Y agradecen esas palabras porque en Filippiada hay acceso, aunque limitado, a la actualidad. Y ellos saben los cupos de acogida que los países no cumplen. Escuchan cada portazo de Europa y les asusta mucho el mensaje que está calando tras cada atentado del ISIS: "Saben el terror que despierta el terrorismo y saben que se está jugando con el miedo, la desinformación y la ignorancia. El ISIS no es el Islam, lo repiten siempre que pueden", afirma Pombo.

En uno de los últimos días que pasó en Filippiada, Pombo tuvo que interrumpir un taller infantil porque los refugiados organizaron una manifestación. Querían protestar contra un atentado que se acababa de producir en la zona kurda. Aún recuerda a una niña, con una trenza negra que le llegaba a la cintura, que escribió "Stop killing" en una cartulina que había en el suelo. Su imagen, mostrando la pancarta, inundó durante días las redes sociales.
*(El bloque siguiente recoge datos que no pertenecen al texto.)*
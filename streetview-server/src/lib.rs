//! Streetview Server Library - HTTP boundary for Street View image retrieval
//!
//! This library exposes the server components for use in integration tests.
//! The main binary uses these same components.

pub mod config;
pub mod error;
pub mod handlers;
pub mod openapi;
pub mod routes;
pub mod state;
pub mod validation;

pub use config::{CacheStore, Config, ConfigError};
pub use error::ApiError;
pub use handlers::CORRELATION_ID_HEADER;
pub use openapi::ApiDoc;
pub use routes::create_router;
pub use state::AppState;
pub use validation::validate_correlation_id;
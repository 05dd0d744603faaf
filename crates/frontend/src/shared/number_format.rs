//! Number formatting for report figures

/// Thousands separated by `,`, fixed number of decimals
///
/// ```ignore
/// assert_eq!(format_number_with_decimals(1234.567, 2), "1,234.57");
/// ```
pub fn format_number_with_decimals(value: f64, decimals: usize) -> String {
    let formatted = format!("{:.prec$}", value, prec = decimals);
    let (integer_part, decimal_part) = match formatted.split_once('.') {
        Some((int, frac)) => (int, Some(frac)),
        None => (formatted.as_str(), None),
    };

    let mut grouped = String::new();
    for (i, c) in integer_part.chars().rev().enumerate() {
        if i > 0 && i % 3 == 0 && c != '-' {
            grouped.push(',');
        }
        grouped.push(c);
    }
    let grouped: String = grouped.chars().rev().collect();

    match decimal_part {
        Some(d) => format!("{}.{}", grouped, d),
        None => grouped,
    }
}

/// Money with 2 decimals
pub fn format_money(value: f64) -> String {
    format_number_with_decimals(value, 2)
}

/// Percentage with one decimal; a dash when there is nothing to show
pub fn format_percent(value: Option<f64>) -> String {
    match value {
        Some(v) if v.is_finite() => format!("{:.1}%", v),
        _ => "\u{2014}".to_string(),
    }
}

#[cfg(test)]
mod tests {
    use super::*;

    #[test]
    fn test_format_money() {
        assert_eq!(format_money(1234.56), "1,234.56");
        assert_eq!(format_money(1234567.89), "1,234,567.89");
        assert_eq!(format_money(0.0), "0.00");
        assert_eq!(format_money(-1234.56), "-1,234.56");
        assert_eq!(format_money(-123.0), "-123.00");
    }

    #[test]
    fn test_format_number_with_decimals() {
        assert_eq!(format_number_with_decimals(1234.567, 0), "1,235");
        assert_eq!(format_number_with_decimals(1234.567, 1), "1,234.6");
        assert_eq!(format_number_with_decimals(1234.567, 3), "1,234.567");
    }

    #[test]
    fn test_format_percent() {
        assert_eq!(format_percent(Some(12.345)), "12.3%");
        assert_eq!(format_percent(Some(-4.0)), "-4.0%");
        assert_eq!(format_percent(None), "\u{2014}");
        assert_eq!(format_percent(Some(f64::NAN)), "\u{2014}");
    }
}
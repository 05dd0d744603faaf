use std::sync::Mutex;

use web_sys::window;

use crate::shared::config::TOKEN_STORAGE_KEY;

/// Where the bearer token lives between page loads
pub trait TokenStore: Send + Sync {
    fn load(&self) -> Option<String>;
    fn save(&self, token: &str);
    fn clear(&self);

    fn has_token(&self) -> bool {
        self.load().is_some()
    }
}

fn get_local_storage() -> Option<web_sys::Storage> {
    window()?.local_storage().ok()?
}

/// Token kept in `window.localStorage` under a fixed key
#[derive(Debug, Clone)]
pub struct LocalStorageTokens {
    key: String,
}

impl LocalStorageTokens {
    pub fn new(key: impl Into<String>) -> Self {
        Self { key: key.into() }
    }
}

impl Default for LocalStorageTokens {
    fn default() -> Self {
        Self::new(TOKEN_STORAGE_KEY)
    }
}

impl TokenStore for LocalStorageTokens {
    fn load(&self) -> Option<String> {
        get_local_storage()?
            .get_item(&self.key)
            .ok()?
            .filter(|t| !t.is_empty())
    }

    fn save(&self, token: &str) {
        if let Some(storage) = get_local_storage() {
            if storage.set_item(&self.key, token).is_err() {
                log::warn!("Failed to persist access token");
            }
        }
    }

    fn clear(&self) {
        if let Some(storage) = get_local_storage() {
            let _ = storage.remove_item(&self.key);
        }
    }
}

/// In-memory store, used where no browser storage exists
#[derive(Debug, Default)]
pub struct MemoryTokens {
    token: Mutex<Option<String>>,
}

impl MemoryTokens {
    pub fn with_token(token: &str) -> Self {
        Self {
            token: Mutex::new(Some(token.to_string())),
        }
    }
}

impl TokenStore for MemoryTokens {
    fn load(&self) -> Option<String> {
        self.token.lock().ok()?.clone()
    }

    fn save(&self, token: &str) {
        if let Ok(mut slot) = self.token.lock() {
            *slot = Some(token.to_string());
        }
    }

    fn clear(&self) {
        if let Ok(mut slot) = self.token.lock() {
            *slot = None;
        }
    }
}
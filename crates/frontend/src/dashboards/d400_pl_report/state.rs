use contracts::dashboards::d400_pl_report::{
    FilterOptions, ReloadDataResponse, ReportData, ReportFilter, WorkbookSnapshot,
};

/// Report page state shared through `ReportProvider`
#[derive(Debug, Clone, Default, PartialEq)]
pub struct ReportState {
    pub filter_options: Option<FilterOptions>,
    /// Filter of the last generate request
    pub current_filter: Option<ReportFilter>,
    pub report_data: Option<ReportData>,
    pub snapshot: Option<WorkbookSnapshot>,
    pub is_loading: bool,
    pub is_exporting: bool,
    pub error: Option<String>,
    pub last_reload: Option<ReloadDataResponse>,
}

impl ReportState {
    pub fn begin(&mut self) {
        self.is_loading = true;
        self.error = None;
    }

    /// Start a generate request; the filter is remembered even if it fails
    pub fn begin_request(&mut self, filter: ReportFilter) {
        self.begin();
        self.current_filter = Some(filter);
    }

    pub fn options_loaded(&mut self, options: FilterOptions) {
        self.filter_options = Some(options);
        self.is_loading = false;
    }

    pub fn report_loaded(&mut self, data: ReportData) {
        self.report_data = Some(data);
        self.is_loading = false;
    }

    pub fn snapshot_loaded(&mut self, snapshot: WorkbookSnapshot) {
        self.snapshot = Some(snapshot);
        self.is_loading = false;
    }

    pub fn report_failed(&mut self, message: String) {
        self.report_data = None;
        self.failed(message);
    }

    pub fn snapshot_failed(&mut self, message: String) {
        self.snapshot = None;
        self.failed(message);
    }

    pub fn failed(&mut self, message: String) {
        self.error = Some(message);
        self.is_loading = false;
    }

    pub fn finish(&mut self) {
        self.is_loading = false;
    }

    pub fn begin_export(&mut self) {
        self.is_exporting = true;
        self.error = None;
    }

    pub fn export_finished(&mut self, error: Option<String>) {
        self.is_exporting = false;
        if error.is_some() {
            self.error = error;
        }
    }

    /// The shown report was built from the previous data; drop it
    pub fn reloaded(&mut self, response: ReloadDataResponse) {
        self.last_reload = Some(response);
        self.clear_report();
        self.is_loading = false;
    }

    pub fn clear_report(&mut self) {
        self.report_data = None;
        self.snapshot = None;
        self.current_filter = None;
    }

    pub fn clear_error(&mut self) {
        self.error = None;
    }

    pub fn is_busy(&self) -> bool {
        self.is_loading || self.is_exporting
    }

    /// Viewer heading for the current filter,
    /// e.g. `P&L report 2025 (3 months, all business groups)`
    pub fn title(&self) -> Option<String> {
        self.current_filter.as_ref().map(|filter| {
            let groups = if filter.covers_all_groups() {
                "all business groups".to_string()
            } else {
                match filter.business_groups.as_ref().map_or(0, Vec::len) {
                    1 => "1 business group".to_string(),
                    n => format!("{} business groups", n),
                }
            };
            let n = filter.months.len();
            let unit = if n == 1 { "month" } else { "months" };
            format!("P&L report {} ({} {}, {})", filter.year, n, unit, groups)
        })
    }
}

#[cfg(test)]
mod tests {
    use super::*;
    use pretty_assertions::assert_eq;

    fn filter(months: Vec<u32>) -> ReportFilter {
        ReportFilter {
            year: 2025,
            months,
            business_groups: None,
        }
    }

    fn snapshot() -> WorkbookSnapshot {
        serde_json::from_str(r#"{"id":"wb","name":"P&L","sheetOrder":[],"sheets":{}}"#).unwrap()
    }

    #[test]
    fn test_initial_state_is_empty() {
        let state = ReportState::default();
        assert!(state.filter_options.is_none());
        assert!(state.current_filter.is_none());
        assert!(state.snapshot.is_none());
        assert!(!state.is_loading);
        assert!(!state.is_busy());
        assert!(state.error.is_none());
        assert_eq!(state.title(), None);
    }

    #[test]
    fn test_snapshot_request_lifecycle() {
        let mut state = ReportState::default();
        state.error = Some("old".to_string());

        state.begin_request(filter(vec![1, 2, 3]));
        assert!(state.is_loading);
        assert!(state.error.is_none());
        assert_eq!(state.current_filter, Some(filter(vec![1, 2, 3])));

        state.snapshot_loaded(snapshot());
        assert!(!state.is_loading);
        assert!(state.snapshot.is_some());
        assert_eq!(state.title().as_deref(), Some("P&L report 2025 (3 months, all business groups)"));
    }

    #[test]
    fn test_failed_snapshot_clears_previous_one() {
        let mut state = ReportState::default();
        state.snapshot_loaded(snapshot());

        state.begin_request(filter(vec![4]));
        state.snapshot_failed("Failed to generate snapshot.".to_string());

        assert!(state.snapshot.is_none());
        assert!(!state.is_loading);
        assert_eq!(state.error.as_deref(), Some("Failed to generate snapshot."));
        assert_eq!(state.title().as_deref(), Some("P&L report 2025 (1 month, all business groups)"));
    }

    #[test]
    fn test_failed_options_keep_report() {
        let mut state = ReportState::default();
        state.snapshot_loaded(snapshot());
        state.begin();
        state.failed("Failed to load filter options.".to_string());
        assert!(state.snapshot.is_some());
        assert!(state.error.is_some());
    }

    #[test]
    fn test_export_does_not_touch_loading() {
        let mut state = ReportState::default();
        state.begin_export();
        assert!(state.is_exporting);
        assert!(!state.is_loading);
        assert!(state.is_busy());

        state.export_finished(Some("Failed to export report.".to_string()));
        assert!(!state.is_exporting);
        assert_eq!(state.error.as_deref(), Some("Failed to export report."));

        state.clear_error();
        assert!(state.error.is_none());
    }

    #[test]
    fn test_title_counts_selected_groups() {
        let mut state = ReportState::default();
        state.begin_request(ReportFilter {
            year: 2024,
            months: vec![1, 2],
            business_groups: Some(vec!["Retail".to_string(), "Wholesale".to_string()]),
        });
        assert_eq!(state.title().as_deref(), Some("P&L report 2024 (2 months, 2 business groups)"));
    }

    #[test]
    fn test_reload_clears_report() {
        let mut state = ReportState::default();
        state.begin_request(filter(vec![1]));
        state.snapshot_loaded(snapshot());
        state.filter_options = Some(FilterOptions::default());

        state.begin();
        state.reloaded(ReloadDataResponse {
            message: "Data reloaded successfully".to_string(),
            statistics: None,
        });
        assert!(!state.is_loading);
        assert!(state.snapshot.is_none());
        assert!(state.report_data.is_none());
        assert!(state.current_filter.is_none());
        assert!(state.filter_options.is_some());
        assert!(state.last_reload.is_some());
    }
}
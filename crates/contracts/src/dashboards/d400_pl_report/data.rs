use serde::{Deserialize, Serialize};
use std::collections::BTreeMap;

/// Key of the grand-total entry in every per-group section
pub const TOTAL_KEY: &str = "Total";

/// Response of `POST /report/generate`
#[derive(Debug, Clone, PartialEq, Serialize, Deserialize)]
pub struct ReportData {
    pub metadata: ReportMetadata,
    pub data: ReportBody,
}

#[derive(Debug, Clone, PartialEq, Serialize, Deserialize)]
pub struct ReportMetadata {
    pub year: i32,
    pub months: Vec<u32>,
    pub business_groups: BusinessGroups,
    #[serde(default)]
    pub view_type: String,
    #[serde(default)]
    pub display_type: String,
    #[serde(default)]
    pub show_common_size: bool,
    pub generated_at: String,
}

/// The service sends the literal `"All"` when no group filter was applied.
#[derive(Debug, Clone, PartialEq, Eq, Serialize, Deserialize)]
#[serde(untagged)]
pub enum BusinessGroups {
    Selected(Vec<String>),
    All(String),
}

impl BusinessGroups {
    pub fn label(&self) -> String {
        match self {
            BusinessGroups::Selected(groups) => groups.join(", "),
            BusinessGroups::All(label) => label.clone(),
        }
    }
}

/// Amounts per business group; each section carries a `Total` entry.
#[derive(Debug, Clone, PartialEq, Default, Serialize, Deserialize)]
pub struct ReportBody {
    #[serde(default)]
    pub revenue: BTreeMap<String, f64>,
    #[serde(default)]
    pub cost_of_service: BTreeMap<String, f64>,
    #[serde(default)]
    pub selling_expense: BTreeMap<String, f64>,
    #[serde(default)]
    pub admin_expense: BTreeMap<String, f64>,
    #[serde(default)]
    pub metrics: ReportMetrics,
    #[serde(default)]
    pub common_size: Option<CommonSize>,
}

#[derive(Debug, Clone, Copy, PartialEq, Default, Serialize, Deserialize)]
#[serde(default)]
pub struct ReportMetrics {
    pub gross_profit: f64,
    pub profit_after_selling: f64,
    pub ebit: f64,
    pub ebitda: f64,
    pub ebt: f64,
    pub net_profit: f64,
}

/// Percentages of revenue per business group
#[derive(Debug, Clone, PartialEq, Default, Serialize, Deserialize)]
pub struct CommonSize {
    #[serde(default)]
    pub revenue: BTreeMap<String, f64>,
    #[serde(default)]
    pub cost_of_service: BTreeMap<String, f64>,
}

impl ReportBody {
    pub fn total_revenue(&self) -> f64 {
        section_total(&self.revenue)
    }

    pub fn total_cost(&self) -> f64 {
        section_total(&self.cost_of_service)
            + section_total(&self.selling_expense)
            + section_total(&self.admin_expense)
    }

    /// Metric as a percentage of total revenue; `None` when revenue is zero.
    pub fn margin(&self, value: f64) -> Option<f64> {
        let revenue = self.total_revenue();
        if revenue == 0.0 {
            None
        } else {
            Some(value / revenue * 100.0)
        }
    }
}

fn section_total(section: &BTreeMap<String, f64>) -> f64 {
    section.get(TOTAL_KEY).copied().unwrap_or(0.0)
}

/// Response of `POST /report/reload-data`
#[derive(Debug, Clone, PartialEq, Serialize, Deserialize)]
pub struct ReloadDataResponse {
    pub message: String,
    #[serde(default)]
    pub statistics: Option<DataStatistics>,
}

#[derive(Debug, Clone, PartialEq, Eq, Serialize, Deserialize)]
pub struct DataStatistics {
    pub total_rows: u64,
    pub years: Vec<i32>,
    pub business_groups: u32,
    pub last_load_time: Option<String>,
}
"Nos guiamos por las fotos, pero pocas veces vamos más allá", dice el mierense. Y recuerda la desgarradora imagen de Aylan, el niño que murió ahogado en una playa de Turquía tras huir del horror sirio. O la cara desencajada de Omran, el pequeño herido en un bombardeo cuya imagen ha dado la vuelta al mundo. "No sirve con llenar el Facebook, tendríamos que estar todos en la calle manifestándonos", clama Pombo.

Considera que la crisis ha sacado lo mejor y lo peor de las personas. "Algunos se vuelcan y otros se miran sólo al ombligo", señala. Dice que la manida excusa de "primero tendremos que arreglar lo nuestro" no puede servir: "No comprendo que duela más un niño hambriento en Mieres que un niño hambriento en Siria, los sentimientos no tienen raza". Después de su verano en Filippiada, no quiere alambradas en la tierra. Tampoco aduanas para la emoción.